Встык этой цитате хорошо смотрится другая - из статьи товарища Луначарского «Горький на Капри», опубликованной в «Огоньке» (1927, № 33):

«Камушек» [остров Капри] выбран был для партийной школы потому, что на этом «камушке» сидел в то время огромный русский человек, член нашей партии и по тому времени впередовец, изгнанник-писатель - Максим Горький.

 

Да, мы ж забыли - и Горький ведь «впередовец»! А Капри - просто кубло «впередовцев». И Ленин туда ездил, чтобы с Горьким и Богдановым ругаться, а не только чаи с ними распивать под шахматы (о чем Катаев тоже напомнит в «Маленькой железной двери»). Вот вам еще одно подтверждение параллелей: «Время, вперед!» - «впередовцы». Вообще изыскания в квадрате «Господин из Сан-Франциско» - «Время, вперед!» - «Маленькая железная дверь в стене» - «Трава забвенья» приводят к множеству других открытий. Но пока остановимся лишь на одном.

В «Траве забвенья» сразу же вслед за цитатой об обреченной «Атлантиде» Катаев восхищается еще одним бунинским рассказом - «Братья» (1914, Капри). Один из двух главных героев которого, «цветной раб» - рикша, работающий на Цейлоне. И его производственный быт, тяжкий труд поразительно похож на быт и труд героев Катаева, которые развозят бетон от бетономешалки до очередного объекта[15]. Рабский труд. И в тележке бетон - вместо белого господина. Бетон, собственно, и есть их серый господин. Мысли, слова, дела. Писатель не ограничивается тем, что описательно проводит параллель. Однажды он впрямую называет рабочих «рикшами». Уже темнеет, рабочее место подсвечено. Проявляется «китайский театр теней»:

 

Тени гигантов двигались по экрану тепляка, изломанные и рассеченные неровностями его досок и впадинами окон.

Гиганты-рикши гуськом катили коляски. Крутились колеса, высокие, как пятиэтажный дом. Тень колеса мелькала частыми спицами китайского зонтика. Колесо накатывало на колесо. Колеса сходились и расходились. Спицы скрещивались среди них в свежем и сильном ритме.

 

Двумя костями цензуре брошены комплиментарные эпитеты «свежий, сильный». Но если вчитаться, то и они не могут скрыть неприглядного развития образа: гигантская стена - тени гигантов - гигант-рикша. Так это же просто насмешка над героическими социалистическими «стоугольными “Гигантами”».
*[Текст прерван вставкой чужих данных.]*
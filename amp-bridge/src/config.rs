//! Bridge configuration
//!
//! Configuration comes from the environment, the way the bridge is
//! deployed in practice (one process per controller chain, configured by
//! its supervisor):
//!
//! - `AMP_DEVICE` - serial device path (default `/dev/ttyUSB0`)
//! - `AMP_BAUDRATE` - baud rate (default 9600)
//! - `AMP_COUNT` - controllers in the daisy chain, 1-9 (default 1)
//! - `AMP_REQUERY` - `true` to requery the chain on every read
//! - `AMP_WAIT_TIMEOUT_MS` - per-wait deadline in milliseconds

use std::time::Duration;

use thiserror::Error;

/// A configuration environment variable could not be interpreted
#[derive(Debug, Error)]
#[error("invalid value '{value}' for {var}: {reason}")]
pub struct ConfigError {
    pub var: &'static str,
    pub value: String,
    pub reason: &'static str,
}

/// Runtime configuration for one bridge instance
#[derive(Debug, Clone)]
pub struct BridgeConfig {
    /// Serial device path
    pub device: String,

    /// Serial baud rate
    pub baud_rate: u32,

    /// Number of controller units in the chain (1-9)
    pub controller_count: u8,

    /// Requery the whole chain on every read instead of serving cached
    /// state
    pub requery: bool,

    /// Deadline applied to every wait on the zone registry
    pub wait_timeout: Duration,
}

impl Default for BridgeConfig {
    fn default() -> Self {
        Self {
            device: "/dev/ttyUSB0".to_string(),
            baud_rate: 9600,
            controller_count: 1,
            requery: false,
            wait_timeout: Duration::from_millis(3000),
        }
    }
}

impl BridgeConfig {
    /// Builds a configuration from the environment, defaulting anything
    /// unset
    pub fn from_env() -> Result<Self, ConfigError> {
        let defaults = Self::default();

        let device = std::env::var("AMP_DEVICE").unwrap_or(defaults.device);

        let baud_rate = parse_var("AMP_BAUDRATE", defaults.baud_rate, "not a number")?;

        let controller_count: u8 =
            parse_var("AMP_COUNT", defaults.controller_count, "not a number")?;
        if !(1..=9).contains(&controller_count) {
            return Err(ConfigError {
                var: "AMP_COUNT",
                value: controller_count.to_string(),
                reason: "controller count must be 1-9",
            });
        }

        let requery = std::env::var("AMP_REQUERY")
            .map(|v| v.eq_ignore_ascii_case("true"))
            .unwrap_or(defaults.requery);

        let timeout_ms: u64 = parse_var(
            "AMP_WAIT_TIMEOUT_MS",
            defaults.wait_timeout.as_millis() as u64,
            "not a number",
        )?;
        if timeout_ms == 0 {
            return Err(ConfigError {
                var: "AMP_WAIT_TIMEOUT_MS",
                value: timeout_ms.to_string(),
                reason: "waits must be bounded by a nonzero deadline",
            });
        }

        Ok(Self {
            device,
            baud_rate,
            controller_count,
            requery,
            wait_timeout: Duration::from_millis(timeout_ms),
        })
    }

    /// Total zones across the configured chain
    pub fn zone_count(&self) -> usize {
        self.controller_count as usize * amp_protocol::ZONES_PER_CONTROLLER as usize
    }
}

fn parse_var<T: std::str::FromStr>(
    var: &'static str,
    default: T,
    reason: &'static str,
) -> Result<T, ConfigError> {
    match std::env::var(var) {
        Ok(value) => value.parse().map_err(|_| ConfigError {
            var,
            value,
            reason,
        }),
        Err(_) => Ok(default),
    }
}
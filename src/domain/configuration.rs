use rust_decimal::Decimal;
use serde::{Deserialize, Serialize};

use super::color::PaintColor;
use super::lenient;

/// Everything the estimate form collects about a resurfacing job
#[derive(Debug, Clone, Default, Serialize, Deserialize)]
#[serde(rename_all = "camelCase", default)]
pub struct ProjectConfiguration {
    #[serde(deserialize_with = "lenient::or_default")]
    pub dimensions: Dimensions,
    #[serde(alias = "substrate", deserialize_with = "lenient::or_default")]
    pub substrate_type: SubstrateType,
    #[serde(deserialize_with = "lenient::or_default")]
    pub surface_prep: SurfacePrep,
    #[serde(deserialize_with = "lenient::or_default")]
    pub fiberglass_mesh: AreaSystem,
    #[serde(deserialize_with = "lenient::or_default")]
    pub cushion_system: AreaSystem,
    #[serde(deserialize_with = "lenient::or_default")]
    pub sports: Sports,
    #[serde(deserialize_with = "lenient::or_default")]
    pub apron: Apron,
    #[serde(deserialize_with = "lenient::or_default")]
    pub equipment: EquipmentSelection,
    #[serde(deserialize_with = "lenient::or_default")]
    pub logistics: Logistics,
    #[serde(alias = "margin", deserialize_with = "lenient::number")]
    pub margin_percent: f64,
    /// Free-form charges added by the estimator (permits, dumpster, etc.)
    #[serde(deserialize_with = "lenient::list")]
    pub additional_items: Vec<AdditionalItem>,
}

impl ProjectConfiguration {
    pub fn square_footage(&self) -> f64 {
        self.dimensions.square_footage()
    }

    /// Margin clamped into the 0..=100 range.
    pub fn margin_percent(&self) -> f64 {
        lenient::sanitize(self.margin_percent).min(100.0)
    }
}

#[derive(Debug, Clone, Copy, Default, PartialEq, Serialize, Deserialize)]
#[serde(default)]
pub struct Dimensions {
    #[serde(deserialize_with = "lenient::number")]
    pub length: f64,
    #[serde(deserialize_with = "lenient::number")]
    pub width: f64,
}

impl Dimensions {
    pub fn new(length: f64, width: f64) -> Self {
        Self { length, width }
    }

    /// Always derived, so it can never drift from the two sides.
    pub fn square_footage(&self) -> f64 {
        lenient::sanitize(self.length) * lenient::sanitize(self.width)
    }
}

#[derive(Debug, Clone, Copy, Default, PartialEq, Eq, Serialize, Deserialize)]
#[serde(rename_all = "kebab-case")]
pub enum SubstrateType {
    NewConcrete,
    #[default]
    ExistingConcrete,
    Asphalt,
}

#[derive(Debug, Clone, Default, Serialize, Deserialize)]
#[serde(rename_all = "camelCase", default)]
pub struct SurfacePrep {
    #[serde(deserialize_with = "lenient::flag")]
    pub needs_pressure_wash: bool,
    #[serde(deserialize_with = "lenient::flag")]
    pub needs_acid_wash: bool,
    #[serde(alias = "patchWork", deserialize_with = "lenient::number")]
    pub patch_gallons: f64,
    #[serde(alias = "minorCracks", deserialize_with = "lenient::number")]
    pub minor_crack_gallons: f64,
    #[serde(alias = "majorCracks", deserialize_with = "lenient::number")]
    pub major_crack_gallons: f64,
}

/// Optional system laid over part of the slab (fiberglass mesh, cushion)
#[derive(Debug, Clone, Copy, Default, PartialEq, Serialize, Deserialize)]
#[serde(default)]
pub struct AreaSystem {
    #[serde(deserialize_with = "lenient::flag")]
    pub needed: bool,
    #[serde(alias = "squareFootage", deserialize_with = "lenient::number")]
    pub area: f64,
}

impl AreaSystem {
    pub fn new(area: f64) -> Self {
        Self { needed: true, area }
    }

    /// Covered area, bounded by the slab it sits on.
    pub fn effective_area(&self, total_area: f64) -> f64 {
        if self.needed {
            lenient::sanitize(self.area).min(lenient::sanitize(total_area))
        } else {
            0.0
        }
    }
}

/// Fixed set of supported sports; each one is always present
#[derive(Debug, Clone, Default, Serialize, Deserialize)]
#[serde(default)]
pub struct Sports {
    #[serde(deserialize_with = "lenient::or_default")]
    pub tennis: TennisSelection,
    #[serde(deserialize_with = "lenient::or_default")]
    pub pickleball: PickleballSelection,
    #[serde(deserialize_with = "lenient::or_default")]
    pub basketball: BasketballSelection,
}

fn selected_courts(selected: bool, court_count: u32) -> u32 {
    if selected {
        court_count.max(1)
    } else {
        0
    }
}

#[derive(Debug, Clone, Default, Serialize, Deserialize)]
#[serde(rename_all = "camelCase", default)]
pub struct TennisSelection {
    #[serde(deserialize_with = "lenient::flag")]
    pub selected: bool,
    #[serde(alias = "courts", deserialize_with = "lenient::count")]
    pub court_count: u32,
    #[serde(deserialize_with = "lenient::or_default")]
    pub color: PaintColor,
}

impl TennisSelection {
    pub fn new(court_count: u32, color: PaintColor) -> Self {
        Self {
            selected: true,
            court_count,
            color,
        }
    }

    pub fn courts(&self) -> u32 {
        selected_courts(self.selected, self.court_count)
    }
}

/// Pickleball kitchen (non-volley zone) and court body are colored separately
#[derive(Debug, Clone, Default, Serialize, Deserialize)]
#[serde(rename_all = "camelCase", default)]
pub struct PickleballSelection {
    #[serde(deserialize_with = "lenient::flag")]
    pub selected: bool,
    #[serde(alias = "courts", deserialize_with = "lenient::count")]
    pub court_count: u32,
    #[serde(alias = "nvzColor", deserialize_with = "lenient::or_default")]
    pub kitchen_color: PaintColor,
    #[serde(deserialize_with = "lenient::or_default")]
    pub court_color: PaintColor,
}

impl PickleballSelection {
    pub fn new(court_count: u32, kitchen_color: PaintColor, court_color: PaintColor) -> Self {
        Self {
            selected: true,
            court_count,
            kitchen_color,
            court_color,
        }
    }

    pub fn courts(&self) -> u32 {
        selected_courts(self.selected, self.court_count)
    }
}

#[derive(Debug, Clone, Copy, Default, PartialEq, Eq, Serialize, Deserialize)]
#[serde(rename_all = "lowercase")]
pub enum BasketballCourtType {
    #[default]
    Half,
    Full,
}

#[derive(Debug, Clone, Default, Serialize, Deserialize)]
#[serde(rename_all = "camelCase", default)]
pub struct BasketballSelection {
    #[serde(deserialize_with = "lenient::flag")]
    pub selected: bool,
    #[serde(alias = "courts", deserialize_with = "lenient::count")]
    pub court_count: u32,
    #[serde(deserialize_with = "lenient::or_default")]
    pub court_type: BasketballCourtType,
    #[serde(deserialize_with = "lenient::or_default")]
    pub color: PaintColor,
}

impl BasketballSelection {
    pub fn new(court_type: BasketballCourtType, color: PaintColor) -> Self {
        Self {
            selected: true,
            court_count: 1,
            court_type,
            color,
        }
    }

    pub fn courts(&self) -> u32 {
        selected_courts(self.selected, self.court_count)
    }
}

#[derive(Debug, Clone, Copy, Default, Serialize, Deserialize)]
#[serde(default)]
pub struct Apron {
    #[serde(deserialize_with = "lenient::or_default")]
    pub color: PaintColor,
}

#[derive(Debug, Clone, Copy, Default, PartialEq, Eq, PartialOrd, Ord, Serialize, Deserialize)]
pub enum BasketballSystemKind {
    #[default]
    #[serde(rename = "adjustable-60", alias = "60")]
    Adjustable60,
    #[serde(rename = "adjustable-72", alias = "72")]
    Adjustable72,
    #[serde(rename = "fixed-height", alias = "fixed")]
    FixedHeight,
}

impl BasketballSystemKind {
    pub fn label(&self) -> &'static str {
        match self {
            Self::Adjustable60 => "Adjustable basketball system (60\" backboard)",
            Self::Adjustable72 => "Adjustable basketball system (72\" backboard)",
            Self::FixedHeight => "Fixed-height basketball system",
        }
    }
}

#[derive(Debug, Clone, Default, Serialize, Deserialize)]
#[serde(default)]
pub struct BasketballSystemOrder {
    pub kind: BasketballSystemKind,
    #[serde(deserialize_with = "lenient::count")]
    pub quantity: u32,
}

#[derive(Debug, Clone, Default, Serialize, Deserialize)]
#[serde(rename_all = "camelCase", default)]
pub struct EquipmentSelection {
    #[serde(alias = "tennisPosts", deserialize_with = "lenient::count")]
    pub tennis_post_sets: u32,
    #[serde(alias = "pickleballPosts", deserialize_with = "lenient::count")]
    pub pickleball_post_sets: u32,
    #[serde(deserialize_with = "lenient::count")]
    pub mobile_nets: u32,
    #[serde(alias = "windscreenLowGrade", deserialize_with = "lenient::number")]
    pub windscreen_low_grade_feet: f64,
    #[serde(alias = "windscreenHighGrade", deserialize_with = "lenient::number")]
    pub windscreen_high_grade_feet: f64,
    #[serde(deserialize_with = "lenient::list")]
    pub basketball_systems: Vec<BasketballSystemOrder>,
}

#[derive(Debug, Clone, Default, Serialize, Deserialize)]
#[serde(rename_all = "camelCase", default)]
pub struct Logistics {
    #[serde(deserialize_with = "lenient::count")]
    pub travel_days: u32,
    #[serde(alias = "trips", deserialize_with = "lenient::count")]
    pub number_of_trips: u32,
    #[serde(deserialize_with = "lenient::price")]
    pub hotel_rate: Decimal,
    #[serde(alias = "distance", deserialize_with = "lenient::number")]
    pub distance_to_site: f64,
    #[serde(alias = "laborHours", deserialize_with = "lenient::number")]
    pub general_labor_hours: f64,
}

#[derive(Debug, Clone, Default, Serialize, Deserialize)]
#[serde(default)]
pub struct AdditionalItem {
    pub description: String,
    #[serde(deserialize_with = "lenient::price")]
    pub amount: Decimal,
}
use axum::{
    extract::{rejection::JsonRejection, Path, State},
    response::{IntoResponse, Response},
    Json,
};
use std::sync::Arc;

use crate::api::{Created, DataResponse};
use crate::app::AppState;
use crate::domain::PricingCatalog;
use crate::error::{ApiError, ApiResult};
use crate::services::catalog_registry::is_valid_id;

/// List registered catalog ids
pub async fn list_catalogs(State(state): State<Arc<AppState>>) -> DataResponse<Vec<String>> {
    DataResponse::new(state.catalogs.ids())
}

/// Get a catalog by id
pub async fn get_catalog(
    State(state): State<Arc<AppState>>,
    Path(catalog_id): Path<String>,
) -> ApiResult<DataResponse<PricingCatalog>> {
    let catalog = state
        .catalogs
        .get(&catalog_id)
        .ok_or_else(|| ApiError::not_found(format!("Pricing catalog '{catalog_id}' not found")))?;

    Ok(DataResponse::new((*catalog).clone()))
}

/// Create or replace a catalog; persisted before it becomes visible
pub async fn put_catalog(
    State(state): State<Arc<AppState>>,
    Path(catalog_id): Path<String>,
    payload: Result<Json<PricingCatalog>, JsonRejection>,
) -> ApiResult<Response> {
    if !is_valid_id(&catalog_id) {
        return Err(ApiError::bad_request(
            "Catalog id must be 1-64 characters of letters, digits, '-' or '_'",
        ));
    }
    let Json(catalog) = payload?;

    let registry = state.catalogs.clone();
    let id = catalog_id.clone();
    let stored = catalog.clone();
    let created = tokio::task::spawn_blocking(move || registry.save(&id, stored))
        .await
        .map_err(anyhow::Error::from)??;

    tracing::info!(catalog_id = %catalog_id, created, "Stored pricing catalog");

    let body = DataResponse::new(catalog);
    Ok(if created {
        Created(body).into_response()
    } else {
        body.into_response()
    })
}
//! Service layer.
//!
//! Holds the pricing catalog registry that feeds catalog snapshots into
//! estimate calculations.

pub mod catalog_registry;

pub use catalog_registry::CatalogRegistry;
Гигантская тень гигантского рикши на гигантской изломанной стене. Еще один уничижительный образ, на этот раз с элементами сюра, абсурда. И, кстати, абсолютно точный социологически. Ведь империализм, по-разному описанный Лениным и Буниным, развивая рынки, сжирал границы, во многом опирался на эксплуатацию колоний, заработанный там капитал. Сталинская же империя, не имея этого резерва, делала скачок, рабски эксплуатируя, перерабатывая, сжирая собственное население.

4. ...а также Троя и треноги кровопийц

Катаевско-бунинские сгорающие в непосильном труде рикши, апокалиптический Вавилон - это лишь часть символики обреченности разворачивающегося строительства. В том же ключевом разговоре Налбандова с Рай Рупом появляется еще один, не менее красноречивый образ.

 

Все в дымах и смерчах, в бегущих пятнах света и тени, все в деревянных башнях и стенах, как Троя, - оно [строительство] плыло, и курилось, и меркло, и снова плыло движущейся и вместе с тем стоящей на месте, немой панорамой.

 

«Движущееся и вместе с тем стоящее на месте» - для белогвардейца Катаева тоже, кстати, неплохо. Да и «плыло» дважды - еще один «плотик», помогающий держаться на плаву образу «Атлантиды». Но главное тут - конечно же, Троя. А кроме того то, что это уже не слова одного из героев романа, несознательного американца (по имени «Рай Руп...»), это - от автора («...и Я»)! И только он, автор, несет ответственность за сравнение строительства с самым громким в истории символом героического поражения. В конце же романа беллетрист Георгий Васильевич, другое самоироничное альтер эго, «и Я» автора, скажет о ритмике воинственного текста «молнии», сообщающей о рекорде, «битом Харькове и Кузнецке»: «Гомер-с! Илиада-с!» (запомним: Кузнецк-рекорд-«Илиада-с»).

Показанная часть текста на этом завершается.